In communist Russia, government control of food supplies created eighty years of chronic famine. In America, one hundred and fifty years of public schools has created an educational famine. Many public-school children can barely read while the system wastes years of our children’s lives.

Albert Shanker, former President of the American Federation of Teachers, Agreed

Still think the comparison to communist schools is too farfetched? Albert Shanker, late President of the American Federation of Teachers, the second largest teacher’s union, once said: “It’s time to admit that public education operates like a planned economy, a bureaucratic system in which everyone’s role is spelled out in advance and there are few incentives for innovation and productivity. It’s no surprise that our school system doesn’t improve. It more resembles the communist economy than our own market economy.”

Public School Authorities Act Like Socialist Commissars

Finally, schools in some communist countries like China seem to give a better, more disciplined education in the basics of reading, writing, and math than our public schools. International math and reading test-score comparisons often find American kids lagging far behind children from China.

But what values do Chinese communist schools teach their children? Here is another apt comparison between communist schools and our public schools. In both cases, either a central or local government controls the curriculum and the values it chooses to teach its students. The Chinese government can and does indoctrinate all school children with its communist ideology and loyalty to the communist leaders.

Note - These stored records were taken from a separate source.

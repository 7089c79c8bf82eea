//! Per-method compile driver.
//!
//! Runs the optimizing pipeline end to end: CIR cleanup passes, lowering
//! to DIR, instruction selection, and encoding. One call, one method, one
//! thread.

use opal_core::{CompileResult, Kind};

use crate::cir::lower::lower;
use crate::cir::opt::{encapsulate_switches, merge_block_parameters, ContinuationKinds};
use crate::cir::{BlockId, CirGraph, ClosureId};
use crate::code::CompiledMethod;
use crate::eir::{encode, select};
use crate::platform::{CallingConvention, SystemV};

/// A method in CIR form, ready for the optimizing path.
#[derive(Debug)]
pub struct CirMethod {
    pub graph: CirGraph,
    pub entry: ClosureId,
    pub result_kind: Kind,
}

impl CirMethod {
    pub fn new(graph: CirGraph, entry: ClosureId, result_kind: Kind) -> Self {
        CirMethod {
            graph,
            entry,
            result_kind,
        }
    }
}

/// Counters from one compilation.
#[derive(Debug, Clone, Copy, Default)]
pub struct CompileStats {
    pub switches_encapsulated: usize,
    pub parameters_merged: usize,
    pub dir_blocks: usize,
    pub code_bytes: usize,
}

/// Compile one method with the default calling convention.
pub fn compile_method(method: CirMethod) -> CompileResult<(CompiledMethod, CompileStats)> {
    compile_method_with(method, &SystemV)
}

/// Compile one method, choosing the calling convention.
pub fn compile_method_with(
    mut method: CirMethod,
    cc: &dyn CallingConvention,
) -> CompileResult<(CompiledMethod, CompileStats)> {
    let mut stats = CompileStats::default();
    let graph = &mut method.graph;

    let root = graph.closures[method.entry].body;
    let encapsulated = encapsulate_switches(graph, root);
    stats.switches_encapsulated = encapsulated.switches_seen;

    // Encapsulation may have created new blocks; merge parameters on the
    // final block population.
    let blocks: Vec<BlockId> = graph.blocks.ids().collect();
    for block in blocks {
        let merged = merge_block_parameters(graph, block)?;
        stats.parameters_merged += merged.parameters_merged;
    }

    let mut kinds = ContinuationKinds::new(method.entry, method.result_kind);
    let dir = lower(graph, method.entry, method.result_kind, &mut kinds)?;
    stats.dir_blocks = dir.blocks.len();

    let eir = select(&dir)?;
    let compiled = encode(&eir, cc)?;
    stats.code_bytes = compiled.code_len();

    Ok((compiled, stats))
}

#[cfg(test)]
mod tests {
    use super::*;
    use crate::cir::{Builtin, CirValue};

    /// `fn inc(x) { return x + 1 }` in CPS form.
    fn increment_method() -> CirMethod {
        let mut g = CirGraph::new();
        let x = g.new_var(Some(Kind::Int));
        let k = g.new_var(None);
        let t = g.new_var(Some(Kind::Int));

        let ret = g.new_call(CirValue::Var(k), &[CirValue::Var(t)]);
        let receiver = g.new_closure(&[t], 0, ret);
        let one = g.const_int(1);
        let body = g.new_call(
            CirValue::Builtin(Builtin::IntAdd),
            &[CirValue::Var(x), one, CirValue::Closure(receiver)],
        );
        let entry = g.new_closure(&[x, k], 1, body);
        CirMethod::new(g, entry, Kind::Int)
    }

    #[test]
    fn test_compile_increment() {
        let (compiled, stats) = compile_method(increment_method()).unwrap();

        assert!(!compiled.code.is_empty());
        assert_eq!(*compiled.code.last().unwrap(), 0xC3);
        assert_eq!(stats.dir_blocks, 1);
        assert_eq!(stats.code_bytes, compiled.code_len());
    }
}
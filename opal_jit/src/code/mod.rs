//! Code emission: the byte buffer all tiers terminate in, and the
//! compiled-method record handed to the runtime method registry.

pub mod buffer;
pub mod compiled;

pub use buffer::{AssemblyError, CodeBuffer};
pub use compiled::CompiledMethod;
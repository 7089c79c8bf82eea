//! Switch comparators.

/// Comparison relation a switch applies between its tag and each match
/// constant.
#[derive(Debug, Clone, Copy, PartialEq, Eq, Hash)]
pub enum Comparator {
    Equal,
    NotEqual,
    UnsignedLess,
    UnsignedLessEqual,
    UnsignedGreaterEqual,
    UnsignedGreater,
    SignedLess,
    SignedLessEqual,
    SignedGreaterEqual,
    SignedGreater,
}

impl Comparator {
    /// Whether this is the equality relation, the only one eligible for
    /// multi-way dispatch lowering.
    #[inline]
    pub const fn is_equality(self) -> bool {
        matches!(self, Comparator::Equal)
    }
}
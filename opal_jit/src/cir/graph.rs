//! CIR node types and the per-method graph.
//!
//! Nodes live in arenas and are referenced by typed ids; variable equality
//! is id equality. Constants are interned per graph so the same constant
//! is the same instance at every use, which is what the optimizer's
//! identity comparisons rely on.

use rustc_hash::FxHashMap;
use smallvec::SmallVec;

use opal_core::{CompileError, CompileResult, Comparator, Kind};

use crate::arena::{Arena, Id};

pub type VarId = Id<Variable>;
pub type ConstId = Id<Const>;
pub type CallId = Id<Call>;
pub type ClosureId = Id<Closure>;
pub type BlockId = Id<CirBlock>;

/// An SSA-like variable. Identity-unique: never structurally compared.
#[derive(Debug, Clone)]
pub struct Variable {
    /// Declared kind, if any. Continuation parameters start out unkinded.
    pub kind: Option<Kind>,
}

/// A constant value: a kind plus its raw bit pattern.
#[derive(Debug, Clone, Copy, PartialEq, Eq, Hash)]
pub struct Const {
    pub kind: Kind,
    pub bits: u64,
}

/// Architecture-neutral primitive operations CIR calls can target.
#[derive(Debug, Clone, Copy, PartialEq, Eq)]
pub enum Builtin {
    IntAdd,
    IntSub,
    IntMul,
    IntAnd,
    IntOr,
    IntXor,
    LongAdd,
    LongSub,
}

/// The switch procedure value: a comparison kind, a comparator, and the
/// number of match cases.
///
/// A call to a switch supplies `[tag, match_1..match_n, target_1..target_n,
/// default]`: `2n + 2` arguments, of which the trailing `n + 1` are
/// continuations.
#[derive(Debug, Clone, Copy, PartialEq, Eq)]
pub struct SwitchTag {
    pub kind: Kind,
    pub comparator: Comparator,
    pub cases: usize,
}

impl SwitchTag {
    /// Total argument count a call to this switch must supply.
    #[inline]
    pub const fn arg_count(&self) -> usize {
        2 * self.cases + 2
    }

    /// Index of the first continuation argument.
    #[inline]
    pub const fn first_continuation(&self) -> usize {
        self.cases + 1
    }
}

/// A CIR value: constant, variable, or procedure.
#[derive(Debug, Clone, Copy, PartialEq, Eq)]
pub enum CirValue {
    Const(ConstId),
    Var(VarId),
    Closure(ClosureId),
    Block(BlockId),
    Builtin(Builtin),
    Switch(SwitchTag),
}

impl CirValue {
    /// The variable behind this value, if it is one.
    #[inline]
    pub fn as_var(self) -> Option<VarId> {
        match self {
            CirValue::Var(v) => Some(v),
            _ => None,
        }
    }
}

/// A procedure applied to an argument list.
#[derive(Debug, Clone)]
pub struct Call {
    pub procedure: CirValue,
    pub args: SmallVec<[CirValue; 4]>,
}

/// An ordered parameter list plus a body call.
///
/// The trailing `cont_slots` parameters are continuations; the first of
/// them is the normal continuation.
#[derive(Debug, Clone)]
pub struct Closure {
    pub params: SmallVec<[VarId; 4]>,
    pub cont_slots: u8,
    pub body: CallId,
}

impl Closure {
    /// The leading non-continuation parameters.
    #[inline]
    pub fn value_params(&self) -> &[VarId] {
        &self.params[..self.params.len() - self.cont_slots as usize]
    }

    /// The normal continuation parameter, if the closure has one.
    #[inline]
    pub fn normal_continuation(&self) -> Option<VarId> {
        if self.cont_slots == 0 {
            None
        } else {
            Some(self.params[self.params.len() - self.cont_slots as usize])
        }
    }
}

/// A named, possibly-recursive closure reachable from multiple call sites.
#[derive(Debug, Clone)]
pub struct CirBlock {
    pub closure: ClosureId,
    /// Every known call whose procedure is this block.
    pub call_sites: Vec<CallId>,
}

/// The per-method CIR graph. Compilation-transient and single-owner.
#[derive(Debug, Default)]
pub struct CirGraph {
    pub vars: Arena<Variable>,
    pub consts: Arena<Const>,
    pub calls: Arena<Call>,
    pub closures: Arena<Closure>,
    pub blocks: Arena<CirBlock>,
    const_index: FxHashMap<Const, ConstId>,
}

impl CirGraph {
    pub fn new() -> Self {
        Self::default()
    }

    /// Allocate a fresh variable.
    pub fn new_var(&mut self, kind: Option<Kind>) -> VarId {
        self.vars.alloc(Variable { kind })
    }

    /// Intern a constant; equal constants share one id.
    pub fn intern_const(&mut self, kind: Kind, bits: u64) -> ConstId {
        let c = Const { kind, bits };
        if let Some(&id) = self.const_index.get(&c) {
            return id;
        }
        let id = self.consts.alloc(c);
        self.const_index.insert(c, id);
        id
    }

    /// Interned 32-bit integer constant.
    pub fn const_int(&mut self, value: i32) -> CirValue {
        CirValue::Const(self.intern_const(Kind::Int, value as u32 as u64))
    }

    /// Interned 64-bit integer constant.
    pub fn const_long(&mut self, value: i64) -> CirValue {
        CirValue::Const(self.intern_const(Kind::Long, value as u64))
    }

    /// Allocate a call node.
    pub fn new_call(&mut self, procedure: CirValue, args: &[CirValue]) -> CallId {
        self.calls.alloc(Call {
            procedure,
            args: SmallVec::from_slice(args),
        })
    }

    /// Allocate a closure node.
    pub fn new_closure(&mut self, params: &[VarId], cont_slots: u8, body: CallId) -> ClosureId {
        debug_assert!(cont_slots as usize <= params.len());
        self.closures.alloc(Closure {
            params: SmallVec::from_slice(params),
            cont_slots,
            body,
        })
    }

    /// Promote a closure to a named block.
    pub fn new_block(&mut self, closure: ClosureId) -> BlockId {
        self.blocks.alloc(CirBlock {
            closure,
            call_sites: Vec::new(),
        })
    }

    /// Record that `call` targets `block`.
    pub fn add_call_site(&mut self, block: BlockId, call: CallId) {
        self.blocks[block].call_sites.push(call);
    }

    /// Check the arity invariant for a call to a block or closure.
    pub fn check_arity(&self, call: CallId) -> CompileResult<()> {
        let declared = match self.calls[call].procedure {
            CirValue::Closure(c) => self.closures[c].params.len(),
            CirValue::Block(b) => self.closures[self.blocks[b].closure].params.len(),
            CirValue::Switch(tag) => tag.arg_count(),
            _ => return Ok(()),
        };
        let supplied = self.calls[call].args.len();
        if supplied != declared {
            return Err(CompileError::ArityMismatch { supplied, declared });
        }
        Ok(())
    }

    /// Substitute every occurrence of `from` with `to` in the call tree
    /// rooted at `root` (single-substitution beta-reduction).
    ///
    /// Descends into inline closures but not into named blocks: a block's
    /// body is a separate scope reached through its own parameters.
    pub fn substitute(&mut self, root: CallId, from: VarId, to: VarId) {
        let mut stack = vec![root];
        let mut seen: rustc_hash::FxHashSet<CallId> = rustc_hash::FxHashSet::default();

        while let Some(call) = stack.pop() {
            if !seen.insert(call) {
                continue;
            }

            let mut nested: SmallVec<[ClosureId; 4]> = SmallVec::new();
            {
                let node = &mut self.calls[call];
                if node.procedure == CirValue::Var(from) {
                    node.procedure = CirValue::Var(to);
                } else if let CirValue::Closure(c) = node.procedure {
                    nested.push(c);
                }
                for arg in node.args.iter_mut() {
                    if *arg == CirValue::Var(from) {
                        *arg = CirValue::Var(to);
                    } else if let CirValue::Closure(c) = *arg {
                        nested.push(c);
                    }
                }
            }
            for c in nested {
                stack.push(self.closures[c].body);
            }
        }
    }
}

#[cfg(test)]
mod tests {
    use super::*;

    #[test]
    fn test_const_interning() {
        let mut g = CirGraph::new();
        let a = g.const_int(1);
        let b = g.const_int(1);
        let c = g.const_int(2);

        // Identity equality of equal constants.
        assert_eq!(a, b);
        assert_ne!(a, c);
    }

    #[test]
    fn test_arity_check() {
        let mut g = CirGraph::new();
        let p = g.new_var(Some(Kind::Int));
        let k = g.new_var(None);
        let ret = g.new_call(CirValue::Var(k), &[CirValue::Var(p)]);
        let cl = g.new_closure(&[p, k], 1, ret);

        let one = g.const_int(1);
        let ok = g.new_call(CirValue::Closure(cl), &[one, CirValue::Var(k)]);
        assert!(g.check_arity(ok).is_ok());

        let bad = g.new_call(CirValue::Closure(cl), &[one]);
        assert_eq!(
            g.check_arity(bad),
            Err(opal_core::CompileError::ArityMismatch {
                supplied: 1,
                declared: 2
            })
        );
    }

    #[test]
    fn test_substitute_rewrites_args_and_procedure() {
        let mut g = CirGraph::new();
        let a = g.new_var(Some(Kind::Int));
        let b = g.new_var(Some(Kind::Int));
        let k = g.new_var(None);

        let inner = g.new_call(CirValue::Var(a), &[CirValue::Var(a), CirValue::Var(k)]);
        g.substitute(inner, a, b);

        assert_eq!(g.calls[inner].procedure, CirValue::Var(b));
        assert_eq!(g.calls[inner].args[0], CirValue::Var(b));
        assert_eq!(g.calls[inner].args[1], CirValue::Var(k));
    }

    #[test]
    fn test_switch_tag_layout() {
        let tag = SwitchTag {
            kind: Kind::Int,
            comparator: Comparator::Equal,
            cases: 3,
        };
        assert_eq!(tag.arg_count(), 8);
        assert_eq!(tag.first_continuation(), 4);
    }
}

Similarly, in our public schools,  school authorities control the curriculum and the values they teach our children. In many public schools, values-clarification programs and distorted American history courses in many public schools now indoctrinate our children with anti-traditional American values. In both communist schools and our government-controlled public schools, it is extremely difficult for parents to stop school authorities from teaching what parents consider harmful or immoral values to their children. Question — Do socialist, compulsory, government-controlled public schools belong in America, once the land of the free?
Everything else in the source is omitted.